THE CONTRIBUTION OF GENES POLYMORPHISM OF THROMBOPHILIA IN CLINICAL VARIABILITY OF HEMORRHAGIC VASCULITIS

Background: The article is devoted to the study of clinical and laboratory characteristics of the current of hemorrhagic vasculitis in children in the Republic of Buryatia. Patients and methods: The study included 27 patients aged 7,6±4,02 years, who conducted clinical and laboratory tests, immunological study of antiphospholipids of antibodies, genetic testing for thrombophilia markers of candidate genes. Results: The results showed that hemorrhagic vasculitis often affects children of Buryat nationality.
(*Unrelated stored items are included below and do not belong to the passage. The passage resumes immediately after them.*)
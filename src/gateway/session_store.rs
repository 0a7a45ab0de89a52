//! 会话存储抽象层
//!
//! 统一的会话管理接口，内存与 SQLite 两种实现

use std::collections::HashMap;
use std::sync::Arc;

use async_trait::async_trait;
use sqlx::sqlite::SqliteRow;
use sqlx::Row;
use thiserror::Error;
use tokio::sync::RwLock;

use super::session::{Session, SessionId, SessionMessage};
use crate::gateway::task_queue::TaskId;
use crate::memory::{Message, Role};
use crate::storage::{now_millis, Database, StorageError};

/// 会话层错误
#[derive(Error, Debug)]
pub enum SessionError {
    #[error("session not found: {0}")]
    NotFound(SessionId),

    #[error(transparent)]
    Storage(#[from] StorageError),
}

impl From<sqlx::Error> for SessionError {
    fn from(e: sqlx::Error) -> Self {
        Self::Storage(StorageError::Database(e))
    }
}

pub type SessionResult<T> = Result<T, SessionError>;

/// 会话存储接口
#[async_trait]
pub trait SessionStore: Send + Sync {
    /// 获取或创建会话；已归档的会话被重新激活
    async fn get_or_create(&self, user_id: &str, chat_id: Option<i64>, display_name: &str) -> SessionResult<Session>;

    async fn get(&self, session_id: &str) -> SessionResult<Option<Session>>;

    /// 追加一条历史消息并刷新 updated_at
    async fn append_message(&self, session_id: &str, message: Message) -> SessionResult<()>;

    /// 最近 limit 条消息（旧 -> 新）
    async fn history(&self, session_id: &str, limit: usize) -> SessionResult<Vec<Message>>;

    async fn set_active_task(&self, session_id: &str, task_id: Option<TaskId>) -> SessionResult<()>;

    /// 仅当当前活动任务等于 expected 时替换为 task_id，返回是否替换
    async fn swap_active_task(
        &self,
        session_id: &str,
        expected: Option<&str>,
        task_id: Option<TaskId>,
    ) -> SessionResult<bool>;

    async fn archive(&self, session_id: &str) -> SessionResult<()>;

    /// 归档空闲超过 max_idle_secs 且无活动任务的会话
    async fn archive_idle(&self, max_idle_secs: u64) -> SessionResult<usize>;

    /// 未归档会话数
    async fn active_count(&self) -> SessionResult<usize>;
}

/// 内存会话存储（测试与一次性运行）
pub struct MemorySessionStore {
    sessions: RwLock<HashMap<SessionId, Session>>,
    max_history: usize,
}

impl MemorySessionStore {
    pub fn new(max_history: usize) -> Self {
        Self {
            sessions: RwLock::new(HashMap::new()),
            max_history: max_history.max(1),
        }
    }
}

#[async_trait]
impl SessionStore for MemorySessionStore {
    async fn get_or_create(&self, user_id: &str, chat_id: Option<i64>, display_name: &str) -> SessionResult<Session> {
        let mut sessions = self.sessions.write().await;
        let fresh = Session::new(user_id, chat_id, display_name);
        let session = sessions.entry(fresh.id.clone()).or_insert(fresh);
        if session.archived {
            tracing::debug!(session_id = %session.id, "Reviving archived session");
            session.archived = false;
        }
        if !display_name.is_empty() {
            session.display_name = display_name.to_string();
        }
        session.touch();
        Ok(session.clone())
    }

    async fn get(&self, session_id: &str) -> SessionResult<Option<Session>> {
        Ok(self.sessions.read().await.get(session_id).cloned())
    }

    async fn append_message(&self, session_id: &str, message: Message) -> SessionResult<()> {
        let mut sessions = self.sessions.write().await;
        let session = sessions
            .get_mut(session_id)
            .ok_or_else(|| SessionError::NotFound(session_id.to_string()))?;
        session.push(message);
        let overflow = session.history.len().saturating_sub(self.max_history);
        if overflow > 0 {
            session.history.drain(..overflow);
        }
        Ok(())
    }

    async fn history(&self, session_id: &str, limit: usize) -> SessionResult<Vec<Message>> {
        let sessions = self.sessions.read().await;
        let session = sessions
            .get(session_id)
            .ok_or_else(|| SessionError::NotFound(session_id.to_string()))?;
        Ok(session.recent(limit))
    }

    async fn set_active_task(&self, session_id: &str, task_id: Option<TaskId>) -> SessionResult<()> {
        let mut sessions = self.sessions.write().await;
        let session = sessions
            .get_mut(session_id)
            .ok_or_else(|| SessionError::NotFound(session_id.to_string()))?;
        session.active_task = task_id;
        session.touch();
        Ok(())
    }

    async fn swap_active_task(
        &self,
        session_id: &str,
        expected: Option<&str>,
        task_id: Option<TaskId>,
    ) -> SessionResult<bool> {
        let mut sessions = self.sessions.write().await;
        let session = sessions
            .get_mut(session_id)
            .ok_or_else(|| SessionError::NotFound(session_id.to_string()))?;
        if session.active_task.as_deref() != expected {
            return Ok(false);
        }
        session.active_task = task_id;
        session.touch();
        Ok(true)
    }

    async fn archive(&self, session_id: &str) -> SessionResult<()> {
        let mut sessions = self.sessions.write().await;
        let session = sessions
            .get_mut(session_id)
            .ok_or_else(|| SessionError::NotFound(session_id.to_string()))?;
        session.archived = true;
        Ok(())
    }

    async fn archive_idle(&self, max_idle_secs: u64) -> SessionResult<usize> {
        let now = now_millis();
        let max_idle = max_idle_secs as i64 * 1000;
        let mut sessions = self.sessions.write().await;
        let mut count = 0;
        for session in sessions.values_mut() {
            if !session.archived && !session.is_busy() && session.idle_millis(now) > max_idle {
                session.archived = true;
                count += 1;
            }
        }
        Ok(count)
    }

    async fn active_count(&self) -> SessionResult<usize> {
        Ok(self.sessions.read().await.values().filter(|s| !s.archived).count())
    }
}

/// SQLite 会话存储
pub struct SqliteSessionStore {
    db: Database,
    max_history: usize,
}

impl SqliteSessionStore {
    pub fn new(db: Database, max_history: usize) -> Self {
        Self {
            db,
            max_history: max_history.max(1),
        }
    }

    fn row_to_session(row: &SqliteRow) -> Session {
        Session {
            id: row.get("id"),
            user_id: row.get("user_id"),
            chat_id: row.get("chat_id"),
            display_name: row.get("display_name"),
            history: Vec::new(),
            active_task: row.get("active_task"),
            archived: row.get::<i64, _>("archived") != 0,
            created_at: row.get("created_at"),
            updated_at: row.get("updated_at"),
        }
    }

    async fn load_history(&self, session_id: &str, limit: usize) -> SessionResult<Vec<SessionMessage>> {
        let rows = sqlx::query(
            "SELECT role, content, created_at FROM session_messages
             WHERE session_id = ? ORDER BY id DESC LIMIT ?",
        )
        .bind(session_id)
        .bind(limit as i64)
        .fetch_all(self.db.pool())
        .await?;

        let mut history = Vec::with_capacity(rows.len());
        for row in rows.iter().rev() {
            let raw: String = row.get("role");
            let role = Role::parse(&raw)
                .ok_or_else(|| StorageError::Corrupted(format!("session_messages.role = {raw}")))?;
            history.push(SessionMessage {
                message: Message {
                    role,
                    content: row.get("content"),
                },
                at: row.get("created_at"),
            });
        }
        Ok(history)
    }

    async fn ensure_exists(&self, session_id: &str) -> SessionResult<()> {
        let found: Option<(String,)> = sqlx::query_as("SELECT id FROM sessions WHERE id = ?")
            .bind(session_id)
            .fetch_optional(self.db.pool())
            .await?;
        match found {
            Some(_) => Ok(()),
            None => Err(SessionError::NotFound(session_id.to_string())),
        }
    }
}

#[async_trait]
impl SessionStore for SqliteSessionStore {
    async fn get_or_create(&self, user_id: &str, chat_id: Option<i64>, display_name: &str) -> SessionResult<Session> {
        let fresh = Session::new(user_id, chat_id, display_name);
        let now = now_millis();

        sqlx::query(
            "INSERT INTO sessions (id, user_id, chat_id, display_name, active_task, archived, created_at, updated_at)
             VALUES (?, ?, ?, ?, NULL, 0, ?, ?)
             ON CONFLICT(id) DO UPDATE SET
                archived = 0,
                display_name = CASE WHEN excluded.display_name = '' THEN sessions.display_name ELSE excluded.display_name END,
                updated_at = excluded.updated_at",
        )
        .bind(&fresh.id)
        .bind(user_id)
        .bind(chat_id)
        .bind(display_name)
        .bind(now)
        .bind(now)
        .execute(self.db.pool())
        .await?;

        self.get(&fresh.id)
            .await?
            .ok_or_else(|| SessionError::NotFound(fresh.id.clone()))
    }

    async fn get(&self, session_id: &str) -> SessionResult<Option<Session>> {
        let row = sqlx::query(
            "SELECT id, user_id, chat_id, display_name, active_task, archived, created_at, updated_at
             FROM sessions WHERE id = ?",
        )
        .bind(session_id)
        .fetch_optional(self.db.pool())
        .await?;

        match row {
            Some(row) => {
                let mut session = Self::row_to_session(&row);
                session.history = self.load_history(session_id, self.max_history).await?;
                Ok(Some(session))
            }
            None => Ok(None),
        }
    }

    async fn append_message(&self, session_id: &str, message: Message) -> SessionResult<()> {
        let now = now_millis();
        let mut tx = self.db.pool().begin().await?;

        let updated = sqlx::query("UPDATE sessions SET updated_at = ? WHERE id = ?")
            .bind(now)
            .bind(session_id)
            .execute(&mut *tx)
            .await?;
        if updated.rows_affected() == 0 {
            return Err(SessionError::NotFound(session_id.to_string()));
        }

        sqlx::query("INSERT INTO session_messages (session_id, role, content, created_at) VALUES (?, ?, ?, ?)")
            .bind(session_id)
            .bind(message.role.as_str())
            .bind(&message.content)
            .bind(now)
            .execute(&mut *tx)
            .await?;

        tx.commit().await?;
        Ok(())
    }

    async fn history(&self, session_id: &str, limit: usize) -> SessionResult<Vec<Message>> {
        self.ensure_exists(session_id).await?;
        Ok(self
            .load_history(session_id, limit)
            .await?
            .into_iter()
            .map(|m| m.message)
            .collect())
    }

    async fn set_active_task(&self, session_id: &str, task_id: Option<TaskId>) -> SessionResult<()> {
        let result = sqlx::query("UPDATE sessions SET active_task = ?, updated_at = ? WHERE id = ?")
            .bind(&task_id)
            .bind(now_millis())
            .bind(session_id)
            .execute(self.db.pool())
            .await?;
        if result.rows_affected() == 0 {
            return Err(SessionError::NotFound(session_id.to_string()));
        }
        Ok(())
    }

    async fn swap_active_task(
        &self,
        session_id: &str,
        expected: Option<&str>,
        task_id: Option<TaskId>,
    ) -> SessionResult<bool> {
        let result = sqlx::query("UPDATE sessions SET active_task = ?, updated_at = ? WHERE id = ? AND active_task IS ?")
            .bind(&task_id)
            .bind(now_millis())
            .bind(session_id)
            .bind(expected)
            .execute(self.db.pool())
            .await?;
        if result.rows_affected() == 0 {
            self.ensure_exists(session_id).await?;
            return Ok(false);
        }
        Ok(true)
    }

    async fn archive(&self, session_id: &str) -> SessionResult<()> {
        let result = sqlx::query("UPDATE sessions SET archived = 1 WHERE id = ?")
            .bind(session_id)
            .execute(self.db.pool())
            .await?;
        if result.rows_affected() == 0 {
            return Err(SessionError::NotFound(session_id.to_string()));
        }
        Ok(())
    }

    async fn archive_idle(&self, max_idle_secs: u64) -> SessionResult<usize> {
        let cutoff = now_millis() - max_idle_secs as i64 * 1000;
        let result = sqlx::query(
            "UPDATE sessions SET archived = 1
             WHERE archived = 0 AND active_task IS NULL AND updated_at < ?",
        )
        .bind(cutoff)
        .execute(self.db.pool())
        .await?;
        Ok(result.rows_affected() as usize)
    }

    async fn active_count(&self) -> SessionResult<usize> {
        let row: (i64,) = sqlx::query_as("SELECT COUNT(*) FROM sessions WHERE archived = 0")
            .fetch_one(self.db.pool())
            .await?;
        Ok(row.0 as usize)
    }
}

/// 创建会话存储：有数据库时用 SQLite，否则用内存
pub fn create_session_store(db: Option<Database>, max_history: usize) -> Arc<dyn SessionStore> {
    match db {
        Some(db) => {
            tracing::info!("Using SQLite session store");
            Arc::new(SqliteSessionStore::new(db, max_history))
        }
        None => {
            tracing::info!("Using in-memory session store");
            Arc::new(MemorySessionStore::new(max_history))
        }
    }
}
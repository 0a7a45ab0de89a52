//! 日期工具：本地日界、/period 参数解析

use chrono::{DateTime, Duration, FixedOffset, NaiveDate, NaiveTime, Offset, TimeZone, Utc};

use crate::storage::DigestSelection;

/// 闭区间日期段
#[derive(Debug, Clone, Copy, PartialEq, Eq)]
pub struct Period {
    pub start: NaiveDate,
    pub end: NaiveDate,
}

impl Period {
    pub fn single(day: NaiveDate) -> Self {
        Self { start: day, end: day }
    }

    /// 以 end 为最后一天、向前共 days 天
    pub fn last_days(end: NaiveDate, days: u32) -> Self {
        let days = i64::from(days.max(1));
        Self {
            start: end - Duration::days(days - 1),
            end,
        }
    }

    /// 两端各扩展 days 天
    pub fn widen(&self, days: i64) -> Self {
        Self {
            start: self.start - Duration::days(days),
            end: self.end + Duration::days(days),
        }
    }

    pub fn days(&self) -> i64 {
        (self.end - self.start).num_days() + 1
    }

    /// 转为 UTC 时间闭区间
    pub fn bounds(&self, offset: FixedOffset) -> (DateTime<Utc>, DateTime<Utc>) {
        (start_of_day(self.start, offset), end_of_day(self.end, offset))
    }

    pub fn describe(&self) -> String {
        if self.start == self.end {
            format_ru_date(self.start)
        } else {
            format!("{} - {}", format_ru_date(self.start), format_ru_date(self.end))
        }
    }
}

/// /period 请求
#[derive(Debug, Clone, Copy, PartialEq, Eq)]
pub struct PeriodRequest {
    pub period: Period,
    pub selection: DigestSelection,
}

/// 小时偏移 -> FixedOffset（非法值回退 UTC）
pub fn offset_from_hours(hours: i32) -> FixedOffset {
    FixedOffset::east_opt(hours * 3600).unwrap_or_else(|| Utc.fix())
}

pub fn local_today(offset: FixedOffset) -> NaiveDate {
    Utc::now().with_timezone(&offset).date_naive()
}

pub fn start_of_day(date: NaiveDate, offset: FixedOffset) -> DateTime<Utc> {
    let local = date.and_time(NaiveTime::MIN);
    offset
        .from_local_datetime(&local)
        .single()
        .map(|dt| dt.with_timezone(&Utc))
        .unwrap_or_else(|| Utc.from_utc_datetime(&local))
}

/// 当天最后一毫秒
pub fn end_of_day(date: NaiveDate, offset: FixedOffset) -> DateTime<Utc> {
    start_of_day(date + Duration::days(1), offset) - Duration::milliseconds(1)
}

pub fn format_ru_date(date: NaiveDate) -> String {
    date.format("%d.%m.%Y").to_string()
}

fn parse_day(token: &str, today: NaiveDate) -> Option<NaiveDate> {
    match token.to_lowercase().as_str() {
        "today" | "сегодня" => Some(today),
        "yesterday" | "вчера" => Some(today - Duration::days(1)),
        other => NaiveDate::parse_from_str(other, "%Y-%m-%d")
            .or_else(|_| NaiveDate::parse_from_str(other, "%d.%m.%Y"))
            .ok(),
    }
}

/// 解析 `/period` 参数：`today` / `yesterday` / `YYYY-MM-DD` / `YYYY-MM-DD YYYY-MM-DD`，可附加 `brief|detailed|both`
pub fn parse_period(input: &str, today: NaiveDate) -> Result<PeriodRequest, String> {
    let mut tokens: Vec<&str> = input.split_whitespace().filter(|t| *t != "-" && *t != "—").collect();
    if tokens.is_empty() {
        return Err("Укажите период: today, yesterday, YYYY-MM-DD или YYYY-MM-DD YYYY-MM-DD".to_string());
    }

    let mut selection = DigestSelection::Brief;
    if let Some(last) = tokens.last() {
        if let Some(sel) = DigestSelection::parse(last) {
            selection = sel;
            tokens.pop();
        }
    }

    let days: Vec<NaiveDate> = tokens
        .iter()
        .map(|t| parse_day(t, today).ok_or_else(|| format!("Не удалось распознать дату: {t}")))
        .collect::<Result<_, _>>()?;

    let period = match days.as_slice() {
        [day] => Period::single(*day),
        [a, b] if a <= b => Period { start: *a, end: *b },
        [a, b] => Period { start: *b, end: *a },
        [] => return Err("Укажите дату".to_string()),
        _ => return Err("Слишком много дат: укажите одну дату или диапазон из двух".to_string()),
    };

    if period.end > today {
        return Err("Нельзя запросить дайджест за будущие даты".to_string());
    }

    Ok(PeriodRequest { period, selection })
}

#[cfg(test)]
mod tests {
    use super::*;

    fn d(y: i32, m: u32, day: u32) -> NaiveDate {
        NaiveDate::from_ymd_opt(y, m, day).unwrap()
    }

    #[test]
    fn test_parse_period_keywords() {
        let today = d(2025, 3, 14);
        let req = parse_period("today", today).unwrap();
        assert_eq!(req.period, Period::single(today));
        assert_eq!(req.selection, DigestSelection::Brief);

        let req = parse_period("вчера detailed", today).unwrap();
        assert_eq!(req.period, Period::single(d(2025, 3, 13)));
        assert_eq!(req.selection, DigestSelection::Detailed);
    }

    #[test]
    fn test_parse_period_range_is_ordered() {
        let today = d(2025, 3, 14);
        let req = parse_period("2025-03-10 2025-03-01 both", today).unwrap();
        assert_eq!(req.period, Period { start: d(2025, 3, 1), end: d(2025, 3, 10) });
        assert_eq!(req.period.days(), 10);
        assert_eq!(req.selection, DigestSelection::Both);
    }

    #[test]
    fn test_parse_period_errors() {
        let today = d(2025, 3, 14);
        assert!(parse_period("", today).is_err());
        assert!(parse_period("завтра", today).is_err());
        assert!(parse_period("2025-03-20", today).is_err());
        assert!(parse_period("2025-03-01 2025-03-02 2025-03-03", today).is_err());
    }

    #[test]
    fn test_day_bounds_with_offset() {
        let msk = offset_from_hours(3);
        let day = d(2025, 3, 14);
        let (start, end) = Period::single(day).bounds(msk);
        assert_eq!(start.to_rfc3339(), "2025-03-13T21:00:00+00:00");
        assert_eq!((end - start).num_milliseconds(), 24 * 3600 * 1000 - 1);
    }

    #[test]
    fn test_widen_and_last_days() {
        let p = Period::single(d(2025, 3, 14)).widen(1);
        assert_eq!(p.start, d(2025, 3, 13));
        assert_eq!(p.end, d(2025, 3, 15));
        let last = Period::last_days(d(2025, 3, 14), 7);
        assert_eq!(last.start, d(2025, 3, 8));
        assert_eq!(last.days(), 7);
        assert_eq!(Period::single(d(2025, 1, 2)).describe(), "02.01.2025");
    }
}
In 96% of cases there are mixed clinical forms of the disease. 63% of children of hemorrhagic vasculitis preceded by various factors, a higher percentage of infectious diseases. The first clinical symptom in 63% of patients is a typical purpura hemorrhagic rash. Results of clinical laboratory blood tests revealed no significant deviations. Circulation of lupus anticoagulant was detected in 37% of subjects . The аCL IgM detected in 3 children, aβ2-GP-I IgA — in 4 , aβ2-GP-I IgM — in 1 patient. Carriers of thrombophilia polymorphisms were in 95% of children. Noted that homozygous variants of genes polymorphisms of methylenetetrahydrofolateredreductase and plasminogen activator inhibitor-1 correlate with the presence of urinary symptoms and recurrence of the rash. Conclusion: The study shows the risk of recurrent flow of hemorrhagic vasculitis and nefritis of Henoch–Schonlein in children with thrombophilia gene polymorphism.